WORK ORDER
If a line in the entries below contains "struct", copy it.

ENTRIES PROVIDED
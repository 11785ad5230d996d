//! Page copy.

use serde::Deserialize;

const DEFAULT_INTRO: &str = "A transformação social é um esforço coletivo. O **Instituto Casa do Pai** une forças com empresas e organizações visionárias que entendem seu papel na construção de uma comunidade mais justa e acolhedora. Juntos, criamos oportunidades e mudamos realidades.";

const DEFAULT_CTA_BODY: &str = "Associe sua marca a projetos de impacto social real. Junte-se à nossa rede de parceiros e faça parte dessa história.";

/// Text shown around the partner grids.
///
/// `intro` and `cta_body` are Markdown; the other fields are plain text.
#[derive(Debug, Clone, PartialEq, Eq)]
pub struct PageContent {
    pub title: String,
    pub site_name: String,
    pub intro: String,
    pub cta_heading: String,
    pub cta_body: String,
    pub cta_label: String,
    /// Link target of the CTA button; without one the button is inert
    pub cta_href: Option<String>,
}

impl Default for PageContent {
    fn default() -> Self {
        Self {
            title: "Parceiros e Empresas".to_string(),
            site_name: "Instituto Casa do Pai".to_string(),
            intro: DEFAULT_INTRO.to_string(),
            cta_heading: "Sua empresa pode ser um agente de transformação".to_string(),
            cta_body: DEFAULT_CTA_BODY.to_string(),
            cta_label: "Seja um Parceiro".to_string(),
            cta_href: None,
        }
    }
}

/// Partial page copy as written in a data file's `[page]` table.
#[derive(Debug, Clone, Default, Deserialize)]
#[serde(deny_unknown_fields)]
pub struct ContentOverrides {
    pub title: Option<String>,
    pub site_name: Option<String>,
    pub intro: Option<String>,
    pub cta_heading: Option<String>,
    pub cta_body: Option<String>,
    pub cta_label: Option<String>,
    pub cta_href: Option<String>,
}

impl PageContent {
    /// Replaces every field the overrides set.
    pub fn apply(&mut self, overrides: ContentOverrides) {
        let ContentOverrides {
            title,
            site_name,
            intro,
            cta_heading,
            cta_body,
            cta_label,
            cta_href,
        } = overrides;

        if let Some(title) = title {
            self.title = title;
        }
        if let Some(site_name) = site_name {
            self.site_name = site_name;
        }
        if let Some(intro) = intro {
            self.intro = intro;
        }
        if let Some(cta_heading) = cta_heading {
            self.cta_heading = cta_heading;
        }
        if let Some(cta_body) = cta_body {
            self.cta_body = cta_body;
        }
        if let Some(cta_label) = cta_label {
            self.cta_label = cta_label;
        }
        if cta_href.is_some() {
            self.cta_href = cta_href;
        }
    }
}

RESPONSE BOX
pub struct PageContent {
pub struct ContentOverrides {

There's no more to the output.